While hearing loss was often considered as untreatable, different remedies were still imagined for it, such as cupping the ear to withdraw earwax, hearing exercises, or ear drops.

Though their participation in legal matters was limited, they were allowed to participate in religious life, and could confess with signs.

While monastic communities sometimes used some forms of sign language, those were incomplete languages, and there was no genuine sign language for people with hearing impairment.

===Mental impairments===

People with mental disorders were considered their family’s responsibility, and were not necessarily excluded from society. The origins of psychiatric conditions were unclear in the Middle Ages, although some treatments were already recommended.

Within the High Middle Ages, an almshouse in the City of London began caring for people with mental disabilities, and Bethlem hospital became the first mental institution in Europe.

==== Glass delusion ====
A few notable cases of glass delusion occurred during the Late Middle Ages. This mental disorder involved a person believing that they were made of glass and that they were fragile, able to break or shatter upon impact.

==== Melancholia ====
Melancholia was believed to be caused by an imbalance of the Four humours within the human body, where an excess of black bile caused depression-like symptoms of sadness and sluggish, lethargic behavior.

=== Leprosy ===
Lepers offered one of the most familiar images of disability in the medieval period. A disease that affected many throughout medieval Europe, leprosy was caused by a combination of poor hygiene and lack of resources such as proper treatments for the disease.

At the time, there were mixed feelings about this group. Some, such as Francis of Assisi, argued that lepers were those who transformed themselves into the images of Jesus Christ and were to be treated as living symbol for his martyrdom. Others condemned the lepers as sinful, as the disease was often associated with improper sexual conduct.

To stop the spread of the disease, officials put individuals displaying symptoms and sometimes family members into leper houses.

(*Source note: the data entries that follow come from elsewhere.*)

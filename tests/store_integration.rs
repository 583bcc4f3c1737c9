mod support;

use std::collections::HashMap;
use std::sync::Arc;

use anyhow::Result;
use serde_json::json;

use hostguard::engine::{Action, Operator, Predicate, Rule};
use hostguard::store::{OriginType, Route, StoreRegistry, TracingAuditSink};

use support::harness::spawn_waf;

fn rule(id: &str, priority: u32) -> Rule {
    Rule {
        id: id.to_string(),
        name: format!("rule {id}"),
        description: String::new(),
        enabled: true,
        action: Action::Block,
        expression: vec![Predicate {
            field: "request.cf.country".to_string(),
            operator: Operator::Equals,
            value: json!("T1"),
        }],
        tags: Default::default(),
        priority,
        trigger_alert: false,
        block_http_code: None,
    }
}

fn url_route(id: &str, host: &str) -> Route {
    Route {
        id: id.to_string(),
        incoming_host: host.to_string(),
        origin_type: OriginType::Url,
        origin_url: Some("http://origin.example".to_string()),
        origin_service_name: None,
        enabled: true,
    }
}

#[tokio::test]
async fn configuration_survives_a_registry_reopen() -> Result<()> {
    let waf = spawn_waf(HashMap::new()).await?;
    let global = waf.registry.global();
    global.create_rule("tester", rule("persisted", 1)).await?;
    global
        .create_route("tester", url_route("rt-www", "www.domain.com"))
        .await?;
    waf.registry
        .route_store("rt-www")?
        .create_rule("tester", rule("route-scoped", 1))
        .await?;

    // A second registry over the same directory models a process restart.
    let reopened = StoreRegistry::open(&waf.data_dir, Arc::new(TracingAuditSink))?;
    let snapshot = reopened.global().snapshot().await?;
    assert!(snapshot.rule("persisted").is_some());
    assert!(snapshot.rule("adm-rt-www").is_some());
    assert!(snapshot.route("rt-www").is_some());

    let route_snapshot = reopened.route_store("rt-www")?.snapshot().await?;
    assert!(route_snapshot.rule("route-scoped").is_some());
    Ok(())
}

#[tokio::test]
async fn admission_rules_stay_coherent_with_routes() -> Result<()> {
    let waf = spawn_waf(HashMap::new()).await?;
    let global = waf.registry.global();

    let mut route = global
        .create_route("tester", url_route("rt-a", "a.domain.com"))
        .await?;
    global
        .create_route("tester", url_route("rt-b", "b.domain.com"))
        .await?;

    let snapshot = global.snapshot().await?;
    // Every enabled route has an enabled admission rule on its host.
    for (route_id, host) in [("rt-a", "a.domain.com"), ("rt-b", "b.domain.com")] {
        let admission = snapshot
            .rule(&format!("adm-{route_id}"))
            .unwrap_or_else(|| panic!("admission rule for {route_id}"));
        assert!(admission.enabled);
        assert_eq!(admission.action, Action::Allow);
        assert_eq!(admission.expression[0].value, json!(host));
    }

    route.enabled = false;
    global.update_route("tester", "rt-a", route).await?;
    let snapshot = global.snapshot().await?;
    assert!(!snapshot.rule("adm-rt-a").unwrap().enabled);
    assert!(snapshot.rule("adm-rt-b").unwrap().enabled);
    Ok(())
}

#[tokio::test]
async fn evaluate_is_pure_over_a_snapshot() -> Result<()> {
    use hostguard::engine::Outcome;
    use hostguard::request::WafRequest;

    let waf = spawn_waf(HashMap::new()).await?;
    let global = waf.registry.global();
    global.create_rule("tester", rule("tor", 1)).await?;

    let mut meta = serde_json::Map::new();
    meta.insert("country".to_string(), json!("T1"));
    let request = WafRequest {
        method: http::Method::GET,
        target: "/".to_string(),
        host: "www.domain.com".to_string(),
        headers: vec![("host".to_string(), "www.domain.com".to_string())],
        meta,
        peer: "198.51.100.7".parse()?,
        content_length: None,
        chunked: false,
    };

    let first = global.evaluate(&request).await?;
    let second = global.evaluate(&request).await?;
    assert_eq!(first, second);
    assert!(matches!(first, Outcome::Match { ref rule_id, .. } if rule_id == "tor"));
    Ok(())
}

#[tokio::test]
async fn route_store_files_die_with_their_route() -> Result<()> {
    let waf = spawn_waf(HashMap::new()).await?;
    let global = waf.registry.global();
    global
        .create_route("tester", url_route("rt-tmp", "tmp.domain.com"))
        .await?;
    waf.registry
        .route_store("rt-tmp")?
        .create_rule("tester", rule("scoped", 1))
        .await?;

    let db_path = waf.data_dir.join("routes").join("rt-tmp.db");
    assert!(db_path.exists());

    global.delete_route("tester", "rt-tmp").await?;
    waf.registry.drop_route_store("rt-tmp");
    assert!(!db_path.exists());

    // Recreating the route starts from an empty ruleset.
    global
        .create_route("tester", url_route("rt-tmp", "tmp.domain.com"))
        .await?;
    let snapshot = waf.registry.route_store("rt-tmp")?.snapshot().await?;
    assert!(snapshot.rules.is_empty());
    Ok(())
}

They were often in secluded locations and fashioned after monasteries.

== Notable disabled people of medieval Europe ==

Though disability was present throughout the Middle Ages, very few cases were documented during the early and high medieval periods, as few physicians could properly diagnose many conditions.
- Aelred of Rievaulx (1110–1167), English writer, abbot, and saint, suffered from self-inflicted malnutrition (fasting), as well as severe arthritis.
- King Magnus Sigurdsson (c. 1115-1139) who was blinded, mutilated and castrated.
- King Baldwin IV of Jerusalem (1161-1185) also known as the Leper King for the disease that afflicted him.
- Francis of Assisi (c. 1181-1226), an Italian friar, founder of the Franciscan order, who died sick and blind.
- King Charles VI of France (1368–1422; ruled 1380–1422), known as Charles le Fou (Charles the Mad), known to have experienced the Glass delusion during his rule.
- King Henry VI of England (1421–1471; ruled 1422–1461 and 1470–1471)
- Nicasius Voerda, born blind and attended Louvain University in 1459, qualifying in arts and theology, later enrolling in University of Cologne in 1489 and earning a doctorate of canon law.